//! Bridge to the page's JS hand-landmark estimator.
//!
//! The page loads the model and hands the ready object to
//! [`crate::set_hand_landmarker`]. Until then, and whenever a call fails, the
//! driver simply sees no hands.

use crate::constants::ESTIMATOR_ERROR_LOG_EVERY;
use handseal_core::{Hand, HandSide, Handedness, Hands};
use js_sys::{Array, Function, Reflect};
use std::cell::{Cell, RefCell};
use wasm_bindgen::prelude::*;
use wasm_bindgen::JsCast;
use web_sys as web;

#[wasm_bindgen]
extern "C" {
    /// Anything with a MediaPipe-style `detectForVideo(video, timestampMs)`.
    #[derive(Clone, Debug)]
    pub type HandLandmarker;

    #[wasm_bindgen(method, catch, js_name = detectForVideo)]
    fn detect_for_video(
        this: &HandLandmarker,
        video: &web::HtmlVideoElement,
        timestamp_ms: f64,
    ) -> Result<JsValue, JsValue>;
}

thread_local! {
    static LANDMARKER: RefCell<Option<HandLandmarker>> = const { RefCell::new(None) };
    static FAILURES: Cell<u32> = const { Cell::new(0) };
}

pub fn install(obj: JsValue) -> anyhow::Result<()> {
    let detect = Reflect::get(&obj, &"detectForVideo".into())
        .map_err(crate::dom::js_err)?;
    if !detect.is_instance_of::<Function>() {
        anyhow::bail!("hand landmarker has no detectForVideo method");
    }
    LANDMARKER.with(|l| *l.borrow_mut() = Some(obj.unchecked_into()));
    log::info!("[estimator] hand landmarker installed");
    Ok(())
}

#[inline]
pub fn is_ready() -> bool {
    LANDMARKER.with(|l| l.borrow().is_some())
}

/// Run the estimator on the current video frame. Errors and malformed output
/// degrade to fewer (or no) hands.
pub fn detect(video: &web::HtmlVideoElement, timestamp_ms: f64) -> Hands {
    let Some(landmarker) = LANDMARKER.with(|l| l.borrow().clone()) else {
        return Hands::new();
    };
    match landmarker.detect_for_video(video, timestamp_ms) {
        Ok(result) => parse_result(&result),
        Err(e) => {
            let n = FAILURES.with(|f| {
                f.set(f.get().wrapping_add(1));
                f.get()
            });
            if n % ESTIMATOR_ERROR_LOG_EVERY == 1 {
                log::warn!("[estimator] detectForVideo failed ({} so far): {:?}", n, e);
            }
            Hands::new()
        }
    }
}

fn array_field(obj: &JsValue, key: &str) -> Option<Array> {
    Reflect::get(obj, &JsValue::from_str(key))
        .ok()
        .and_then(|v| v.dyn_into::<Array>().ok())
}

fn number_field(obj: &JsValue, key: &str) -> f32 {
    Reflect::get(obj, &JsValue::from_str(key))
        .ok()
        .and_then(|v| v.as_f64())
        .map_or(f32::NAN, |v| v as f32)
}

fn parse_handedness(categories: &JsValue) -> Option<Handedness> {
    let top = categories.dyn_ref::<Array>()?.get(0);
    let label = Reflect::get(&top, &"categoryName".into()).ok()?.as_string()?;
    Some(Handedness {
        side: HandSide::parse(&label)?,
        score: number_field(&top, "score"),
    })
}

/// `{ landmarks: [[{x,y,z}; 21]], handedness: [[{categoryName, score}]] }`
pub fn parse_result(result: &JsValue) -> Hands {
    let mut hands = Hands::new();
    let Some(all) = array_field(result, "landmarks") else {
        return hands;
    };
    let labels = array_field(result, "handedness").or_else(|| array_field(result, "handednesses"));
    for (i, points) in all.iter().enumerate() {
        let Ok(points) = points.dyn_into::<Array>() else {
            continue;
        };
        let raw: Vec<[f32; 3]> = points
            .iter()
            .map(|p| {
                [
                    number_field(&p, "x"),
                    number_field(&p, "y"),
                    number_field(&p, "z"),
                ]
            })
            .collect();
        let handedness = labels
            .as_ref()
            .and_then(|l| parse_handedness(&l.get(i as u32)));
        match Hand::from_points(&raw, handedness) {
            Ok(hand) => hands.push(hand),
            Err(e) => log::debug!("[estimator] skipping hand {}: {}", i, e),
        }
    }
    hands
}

--

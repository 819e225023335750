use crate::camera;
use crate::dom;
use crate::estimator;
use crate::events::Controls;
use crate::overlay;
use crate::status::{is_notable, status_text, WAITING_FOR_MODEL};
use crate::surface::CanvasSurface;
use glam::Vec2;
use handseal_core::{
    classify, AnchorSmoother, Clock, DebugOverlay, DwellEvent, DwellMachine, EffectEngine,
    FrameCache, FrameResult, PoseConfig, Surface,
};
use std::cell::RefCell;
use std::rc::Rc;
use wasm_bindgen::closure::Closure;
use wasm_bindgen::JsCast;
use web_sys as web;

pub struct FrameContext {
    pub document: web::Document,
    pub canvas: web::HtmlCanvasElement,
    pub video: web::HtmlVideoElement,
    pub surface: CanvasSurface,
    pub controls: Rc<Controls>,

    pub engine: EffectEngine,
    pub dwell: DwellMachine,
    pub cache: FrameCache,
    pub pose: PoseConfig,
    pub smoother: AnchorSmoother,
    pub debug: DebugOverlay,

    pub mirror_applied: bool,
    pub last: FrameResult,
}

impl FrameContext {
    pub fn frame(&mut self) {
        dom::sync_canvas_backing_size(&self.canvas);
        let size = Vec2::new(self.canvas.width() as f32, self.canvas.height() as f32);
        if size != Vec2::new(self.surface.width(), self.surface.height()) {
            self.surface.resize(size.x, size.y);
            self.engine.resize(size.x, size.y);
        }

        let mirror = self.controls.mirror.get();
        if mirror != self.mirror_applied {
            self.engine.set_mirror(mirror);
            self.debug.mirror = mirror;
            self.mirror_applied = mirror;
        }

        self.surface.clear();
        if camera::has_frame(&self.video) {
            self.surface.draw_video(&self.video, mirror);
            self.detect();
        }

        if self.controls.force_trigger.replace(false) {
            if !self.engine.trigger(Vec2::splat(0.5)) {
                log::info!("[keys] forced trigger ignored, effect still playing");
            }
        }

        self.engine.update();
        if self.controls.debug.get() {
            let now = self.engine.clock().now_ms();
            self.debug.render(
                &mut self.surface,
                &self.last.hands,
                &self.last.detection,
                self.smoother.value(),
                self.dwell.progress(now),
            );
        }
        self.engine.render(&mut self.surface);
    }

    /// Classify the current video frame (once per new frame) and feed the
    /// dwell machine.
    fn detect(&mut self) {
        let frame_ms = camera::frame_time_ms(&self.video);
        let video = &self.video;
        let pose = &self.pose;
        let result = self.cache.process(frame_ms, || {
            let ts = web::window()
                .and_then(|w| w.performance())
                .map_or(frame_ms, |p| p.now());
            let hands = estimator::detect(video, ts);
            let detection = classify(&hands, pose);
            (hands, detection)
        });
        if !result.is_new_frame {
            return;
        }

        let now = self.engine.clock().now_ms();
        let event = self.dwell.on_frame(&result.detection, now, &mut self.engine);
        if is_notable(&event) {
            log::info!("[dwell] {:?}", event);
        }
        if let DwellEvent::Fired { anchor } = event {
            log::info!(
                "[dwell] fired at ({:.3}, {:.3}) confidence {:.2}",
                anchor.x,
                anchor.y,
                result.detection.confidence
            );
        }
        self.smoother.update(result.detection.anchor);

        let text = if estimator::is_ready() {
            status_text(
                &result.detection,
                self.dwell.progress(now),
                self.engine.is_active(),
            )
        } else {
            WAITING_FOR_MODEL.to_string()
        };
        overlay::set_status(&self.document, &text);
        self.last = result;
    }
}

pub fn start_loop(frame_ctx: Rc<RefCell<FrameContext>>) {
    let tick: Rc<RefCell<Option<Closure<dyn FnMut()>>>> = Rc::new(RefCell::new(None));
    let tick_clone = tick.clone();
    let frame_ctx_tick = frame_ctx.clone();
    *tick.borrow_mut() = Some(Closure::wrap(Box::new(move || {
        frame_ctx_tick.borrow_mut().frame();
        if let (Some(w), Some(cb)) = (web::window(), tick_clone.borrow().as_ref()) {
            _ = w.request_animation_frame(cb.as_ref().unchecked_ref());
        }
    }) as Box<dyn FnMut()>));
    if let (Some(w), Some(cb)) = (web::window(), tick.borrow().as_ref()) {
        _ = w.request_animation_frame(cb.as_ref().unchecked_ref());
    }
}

### Problem description
Every line of the listing that includes "FAILURES" must be shown.

### Written response
    static FAILURES: Cell<u32> = const { Cell::new(0) };
            let n = FAILURES.with(|f| {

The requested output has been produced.